Prompt:
Please write out the data that follows, word for word.

Source records:
Start of Block
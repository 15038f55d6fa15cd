//! Environment bootstrap step.
//!
//! Prepares everything the build needs: the scratch work directory, the
//! build tool, and resolved dependencies. Creating the work directory is
//! idempotent; a second run must find the first run's directory intact.

use super::error::{Context, Error, Result};
use super::settings::Settings;
use super::{fs, tools};

pub async fn run(settings: &Settings) -> Result<()> {
    // 1. Work directory, created only when absent
    let work_dir = settings.work_dir();
    if fs::ensure_dir(&work_dir).await? {
        log::info!("✓ Created work directory: {}", work_dir.display());
    } else {
        log::info!("Work directory already present: {}", work_dir.display());
    }

    // 2. Build tool availability
    let build_command = settings.build_command();
    let program = build_command
        .first()
        .context("build command is empty")?
        .clone();
    let program_path = tools::require_program(&program)?;

    if program == "cargo" {
        match tools::CARGO_VERSION.as_ref() {
            Some(banner) => log::info!("✓ {}", banner),
            None => log::warn!("cargo located but its version probe failed"),
        }
    } else {
        log::info!("✓ Build tool available: {}", program_path.display());
    }

    // 3. Dependency resolution
    match settings.fetch_command() {
        Some(fetch) => {
            let (fetch_program, fetch_args) = fetch
                .split_first()
                .context("dependency resolution command is empty")?;
            log::info!("Resolving dependencies: {}", fetch.join(" "));

            let status = tokio::process::Command::new(fetch_program)
                .args(fetch_args)
                .current_dir(settings.project_dir())
                .status()
                .await
                .map_err(|e| {
                    Error::GenericError(format!("failed to execute {}: {}", fetch_program, e))
                })?;

            if !status.success() {
                return Err(Error::CommandFailed {
                    command: fetch.join(" "),
                    status: render_status(&status),
                });
            }
            log::info!("✓ Dependencies resolved");
        }
        None => log::debug!("no dependency resolution command configured"),
    }

    Ok(())
}

/// Renders an exit status for error messages.
pub(super) fn render_status(status: &std::process::ExitStatus) -> String {
    match status.code() {
        Some(code) => code.to_string(),
        None => "terminated by signal".to_string(),
    }
}
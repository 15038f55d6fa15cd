//! Configuration structures for the distribution pipeline.
//!
//! [`DistSettings`] is the declarative half read from `[package.metadata.dist]`;
//! [`PackageSettings`] carries the `[package]` metadata; [`Settings`] combines
//! both with the project location and resolves every path the steps need.

mod builder;
mod core;
mod dist;
mod package;

// Re-export all public types
pub use builder::SettingsBuilder;
pub use core::Settings;
pub use dist::{DistSettings, PackageMode, ResourceFile};
pub use package::PackageSettings;
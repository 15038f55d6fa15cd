//! Stage step: assemble the bundle contents.
//!
//! Every declared input is validated before the stage directory is touched,
//! so a half-staged bundle never survives a failed run.

use super::error::{Context, Error, Result};
use super::fs;
use super::settings::Settings;
use crate::bail;
use std::path::{Path, PathBuf};

pub async fn run(settings: &Settings) -> Result<PathBuf> {
    // 1. Validate every input up front
    let binary_source = settings.binary_source();
    if !binary_source.is_file() {
        bail!(
            "built binary not found: {} (did the build step run?)",
            binary_source.display()
        );
    }

    let resources = settings.resources();
    for (source, _) in &resources {
        if !source.is_file() {
            return Err(Error::MissingResource {
                path: source.clone(),
            });
        }
    }

    let sideload = settings.sideload();
    for path in &sideload {
        if !path.is_file() {
            return Err(Error::MissingResource { path: path.clone() });
        }
    }

    // 2. Fresh stage directory
    let stage_dir = settings.stage_dir();
    fs::reset_dir(&stage_dir).await?;

    // 3. Main binary
    let staged_binary = stage_dir.join(settings.binary_name());
    fs::copy_file(&binary_source, &staged_binary).await?;
    fs::make_executable(&staged_binary).await?;

    // 4. Data files, in declaration order
    for (source, dest) in &resources {
        let file_name = source
            .file_name()
            .context("resource source has no file name")?;
        let target = dest_dir(&stage_dir, dest).join(file_name);
        fs::copy_file(source, &target).await?;
        log::debug!("Staged {} -> {}", source.display(), target.display());
    }

    // 5. Sideloaded binaries go next to the main one
    for source in &sideload {
        let file_name = source
            .file_name()
            .context("sideload entry has no file name")?;
        let target = stage_dir.join(file_name);
        fs::copy_file(source, &target).await?;
        fs::make_executable(&target).await?;
        log::debug!("Sideloaded {}", target.display());
    }

    log::info!(
        "✓ Staged {} file(s) into {}",
        1 + resources.len() + sideload.len(),
        stage_dir.display()
    );

    Ok(stage_dir)
}

fn dest_dir(stage_dir: &Path, dest: &Path) -> PathBuf {
    if dest == Path::new(".") || dest.as_os_str().is_empty() {
        stage_dir.to_path_buf()
    } else {
        stage_dir.join(dest)
    }
}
End of Block
Solution to this exercise:
repository 15038f55d6fa15cd
//! Environment bootstrap step.
//!
//! Prepares everything the build needs: the scratch work directory, the
//! build tool, and resolved dependencies. Creating the work directory is
//! idempotent; a second run must find the first run's directory intact.

use super::error::{Context, Error, Result};
use super::settings::Settings;
use super::{fs, tools};

pub async fn run(settings: &Settings) -> Result<()> {
    // 1. Work directory, created only when absent
    let work_dir = settings.work_dir();
    if fs::ensure_dir(&work_dir).await? {
        log::info!("✓ Created work directory: {}", work_dir.display());
    } else {
        log::info!("Work directory already present: {}", work_dir.display());
    }

    // 2. Build tool availability
    let build_command = settings.build_command();
    let program = build_command
        .first()
        .context("build command is empty")?
        .clone();
    let program_path = tools::require_program(&program)?;

    if program == "cargo" {
        match tools::CARGO_VERSION.as_ref() {
            Some(banner) => log::info!("✓ {}", banner),
            None => log::warn!("cargo located but its version probe failed"),
        }
    } else {
        log::info!("✓ Build tool available: {}", program_path.display());
    }

    // 3. Dependency resolution
    match settings.fetch_command() {
        Some(fetch) => {
            let (fetch_program, fetch_args) = fetch
                .split_first()
                .context("dependency resolution command is empty")?;
            log::info!("Resolving dependencies: {}", fetch.join(" "));

            let status = tokio::process::Command::new(fetch_program)
                .args(fetch_args)
                .current_dir(settings.project_dir())
                .status()
                .await
                .map_err(|e| {
                    Error::GenericError(format!("failed to execute {}: {}", fetch_program, e))
                })?;

            if !status.success() {
                return Err(Error::CommandFailed {
                    command: fetch.join(" "),
                    status: render_status(&status),
                });
            }
            log::info!("✓ Dependencies resolved");
        }
        None => log::debug!("no dependency resolution command configured"),
    }

    Ok(())
}

/// Renders an exit status for error messages.
pub(super) fn render_status(status: &std::process::ExitStatus) -> String {
    match status.code() {
        Some(code) => code.to_string(),
        None => "terminated by signal".to_string(),
    }
}
repository 15038f55d6fa15cd
//! Configuration structures for the distribution pipeline.
//!
//! [`DistSettings`] is the declarative half read from `[package.metadata.dist]`;
//! [`PackageSettings`] carries the `[package]` metadata; [`Settings`] combines
//! both with the project location and resolves every path the steps need.

mod builder;
mod core;
mod dist;
mod package;

// Re-export all public types
pub use builder::SettingsBuilder;
pub use core::Settings;
pub use dist::{DistSettings, PackageMode, ResourceFile};
pub use package::PackageSettings;
repository 15038f55d6fa15cd
//! Stage step: assemble the bundle contents.
//!
//! Every declared input is validated before the stage directory is touched,
//! so a half-staged bundle never survives a failed run.

use super::error::{Context, Error, Result};
use super::fs;
use super::settings::Settings;
use crate::bail;
use std::path::{Path, PathBuf};

pub async fn run(settings: &Settings) -> Result<PathBuf> {
    // 1. Validate every input up front
    let binary_source = settings.binary_source();
    if !binary_source.is_file() {
        bail!(
            "built binary not found: {} (did the build step run?)",
            binary_source.display()
        );
    }

    let resources = settings.resources();
    for (source, _) in &resources {
        if !source.is_file() {
            return Err(Error::MissingResource {
                path: source.clone(),
            });
        }
    }

    let sideload = settings.sideload();
    for path in &sideload {
        if !path.is_file() {
            return Err(Error::MissingResource { path: path.clone() });
        }
    }

    // 2. Fresh stage directory
    let stage_dir = settings.stage_dir();
    fs::reset_dir(&stage_dir).await?;

    // 3. Main binary
    let staged_binary = stage_dir.join(settings.binary_name());
    fs::copy_file(&binary_source, &staged_binary).await?;
    fs::make_executable(&staged_binary).await?;

    // 4. Data files, in declaration order
    for (source, dest) in &resources {
        let file_name = source
            .file_name()
            .context("resource source has no file name")?;
        let target = dest_dir(&stage_dir, dest).join(file_name);
        fs::copy_file(source, &target).await?;
        log::debug!("Staged {} -> {}", source.display(), target.display());
    }

    // 5. Sideloaded binaries go next to the main one
    for source in &sideload {
        let file_name = source
            .file_name()
            .context("sideload entry has no file name")?;
        let target = stage_dir.join(file_name);
        fs::copy_file(source, &target).await?;
        fs::make_executable(&target).await?;
        log::debug!("Sideloaded {}", target.display());
    }

    log::info!(
        "✓ Staged {} file(s) into {}",
        1 + resources.len() + sideload.len(),
        stage_dir.display()
    );

    Ok(stage_dir)
}

fn dest_dir(stage_dir: &Path, dest: &Path) -> PathBuf {
    if dest == Path::new(".") || dest.as_os_str().is_empty() {
        stage_dir.to_path_buf()
    } else {
        stage_dir.join(dest)
    }
}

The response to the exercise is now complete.